Create a DataFrame with a list of dictionaries, row indices, and column indices

data = [{'a': 1, 'b': 2},{'a': 5, 'b': 10, 'c': 20}]
#With two column indices, values same as dictionary keys
df1 = pd.DataFrame(data, index=['first', 'second'], columns=['a', 'b'])

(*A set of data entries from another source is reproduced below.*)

impl Forecaster for ExponentialSmoothing {
    fn fit(&mut self, series: &TimeSeries) -> Result<()> {
        let values = training_values(series)?;
        if values.len() < 2 {
            return Err(ForecastError::InsufficientData {
                needed: 2,
                got: values.len(),
            });
        }

        let structure = self.requested_structure(&values)?;
        let n_params = structure.n_params();
        let minimum = minimize_in_box(
            |p| Self::smooth(&values, structure, structure.params(p)).sse,
            &INITIAL_PARAMS[..n_params],
            &vec![PARAM_BOUNDS; n_params],
            SimplexSettings {
                max_iter: 1000,
                ..SimplexSettings::default()
            },
        );
        let params = structure.params(&minimum.point);
        let pass = Self::smooth(&values, structure, params);
        if !pass.sse.is_finite() {
            return Err(ForecastError::ComputationError(
                "exponential smoothing diverged".to_string(),
            ));
        }

        let residuals: Vec<f64> = values
            .iter()
            .zip(&pass.fitted)
            .map(|(y, f)| y - f)
            .collect();

        self.sigma = residual_sigma(&residuals);
        self.structure = Some(structure);
        self.params = Some(params);
        self.level = Some(pass.level);
        self.slope = pass.trend;
        self.seasonals = pass.seasonals;
        self.fitted = Some(pass.fitted);
        self.residuals = Some(residuals);
        self.n = values.len();
        Ok(())
    }

    fn predict(&self, horizon: usize) -> Result<Forecast> {
        Ok(Forecast::from_values(self.point_forecast(horizon)?))
    }

    fn predict_with_intervals(&self, horizon: usize, level: f64) -> Result<Forecast> {
        let point = self.point_forecast(horizon)?;
        normal_intervals(point, self.sigma, level, |h| (h as f64).sqrt())
    }

    fn fitted_values(&self) -> Option<&[f64]> {
        self.fitted.as_deref()
    }

    fn residuals(&self) -> Option<&[f64]> {
        self.residuals.as_deref()
    }

    fn name(&self) -> &str {
        "ExponentialSmoothing"
    }
}

#[cfg(test)]
mod tests {
    use super::*;
    use approx::assert_relative_eq;
    use chrono::{Duration, TimeZone, Utc};

    fn series(values: Vec<f64>) -> TimeSeries {
        let start = Utc.with_ymd_and_hms(2024, 1, 1, 0, 0, 0).unwrap();
        let ts = (0..values.len())
            .map(|i| start + Duration::days(i as i64))
            .collect();
        TimeSeries::new(ts, values).unwrap()
    }

    #[test]
    fn holt_recovers_linear_trend() {
        let values: Vec<f64> = (0..30).map(|t| 10.0 + 2.0 * t as f64).collect();
        let mut model = ExponentialSmoothing::holt();
        model.fit(&series(values)).unwrap();
        let fc = model.predict(3).unwrap();
        for (h, p) in fc.point().iter().enumerate() {
            assert_relative_eq!(*p, 10.0 + 2.0 * (30 + h) as f64, epsilon = 1e-6);
        }
        assert!(model.params().unwrap().beta.is_some());
        assert!(model.params().unwrap().gamma.is_none());
    }

    #[test]
    fn additive_season_is_reproduced() {
        let pattern = [21.0, 19.0, 22.0, 18.0];
        let values: Vec<f64> = (0..40).map(|t| pattern[t % 4]).collect();
        let mut model = ExponentialSmoothing::new(TrendType::None, SeasonalType::Additive, 4);
        model.fit(&series(values)).unwrap();
        assert_eq!(model.seasonals().len(), 4);
        let fc = model.predict(6).unwrap();
        for (h, p) in fc.point().iter().enumerate() {
            assert_relative_eq!(*p, pattern[(40 + h) % 4], epsilon = 1e-6);
        }
        assert!(!model.used_fallback());
    }

    #[test]
    fn multiplicative_season_is_reproduced() {
        let factors = [1.2, 0.8, 1.1, 0.9];
        let values: Vec<f64> = (0..32).map(|t| 50.0 * factors[t % 4]).collect();
        let mut model =
            ExponentialSmoothing::new(TrendType::None, SeasonalType::Multiplicative, 4);
        model.fit(&series(values)).unwrap();
        let fc = model.predict(4).unwrap();
        for (h, p) in fc.point().iter().enumerate() {
            assert_relative_eq!(*p, 50.0 * factors[h % 4], epsilon = 1e-6);
        }
    }

    #[test]
    fn short_history_falls_back_to_simple_smoothing() {
        let mut model = ExponentialSmoothing::new(TrendType::Additive, SeasonalType::Additive, 12);
        model.fit(&series((0..10).map(|t| t as f64).collect())).unwrap();
        assert!(model.used_fallback());
        let params = model.params().unwrap();
        assert!(params.beta.is_none() && params.gamma.is_none());
        let fc = model.predict(3).unwrap();
        assert_relative_eq!(fc.point()[0], fc.point()[2]);
    }

    #[test]
    fn multiplicative_on_non_positive_data_falls_back() {
        let values: Vec<f64> = (0..24).map(|t| (t % 4) as f64 - 1.0).collect();
        let mut model =
            ExponentialSmoothing::new(TrendType::None, SeasonalType::Multiplicative, 4);
        model.fit(&series(values)).unwrap();
        assert!(model.used_fallback());
    }

    #[test]
    fn constant_series_gives_flat_forecast_and_zero_width() {
        let mut model = ExponentialSmoothing::simple();
        model.fit(&series(vec![5.0; 20])).unwrap();
        let fc = model.predict_with_intervals(3, 0.9).unwrap();
        for p in fc.point() {
            assert_relative_eq!(*p, 5.0, epsilon = 1e-10);
        }
        assert_eq!(fc.lower().unwrap(), fc.point());
        assert!(!model.used_fallback());
    }

    #[test]
    fn intervals_widen_with_sqrt_horizon() {
        let values: Vec<f64> = (0..50).map(|t| 10.0 + ((t * 7) % 5) as f64).collect();
        let mut model = ExponentialSmoothing::simple();
        model.fit(&series(values)).unwrap();
        let fc = model.predict_with_intervals(4, 0.95).unwrap();
        let half = |i: usize| fc.upper().unwrap()[i] - fc.point()[i];
        assert!(half(0) > 0.0);
        assert_relative_eq!(half(3) / half(0), 2.0, epsilon = 1e-9);
        assert_eq!(fc.level(), Some(0.95));
    }

    #[test]
    fn errors() {
        let model = ExponentialSmoothing::simple();
        assert_eq!(model.predict(1).unwrap_err(), ForecastError::FitRequired);

        let mut tiny = ExponentialSmoothing::simple();
        assert!(matches!(
            tiny.fit(&series(vec![1.0])),
            Err(ForecastError::InsufficientData { needed: 2, got: 1 })
        ));

        let mut bad_period = ExponentialSmoothing::new(TrendType::None, SeasonalType::Additive, 1);
        assert!(bad_period
            .fit(&series(vec![1.0; 10]))
            .unwrap_err()
            .is_configuration());
    }

    #[test]
    fn component_names_parse() {
        assert_eq!(
            serde_yaml::from_str::<TrendType>("add").unwrap(),
            TrendType::Additive
        );
        assert_eq!(
            serde_yaml::from_str::<SeasonalType>("mul").unwrap(),
            SeasonalType::Multiplicative
        );
        assert_eq!(
            serde_yaml::from_str::<SeasonalType>("none").unwrap(),
            SeasonalType::None
        );
    }
}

#With two column indices with one index with other name
df2 = pd.DataFrame(data, index=['first', 'second'], columns=['a', 'b1'])
df1
a b
first 1 2
second 5 10
df2
a b1
first 1 NaN
second 5 NaN

df2 DataFrame is created with a column index other than the dictionary key; thus, appended the NaN’s in place. Whereas, df1 is created with column indices same as dictionary keys, so NaN’s appended.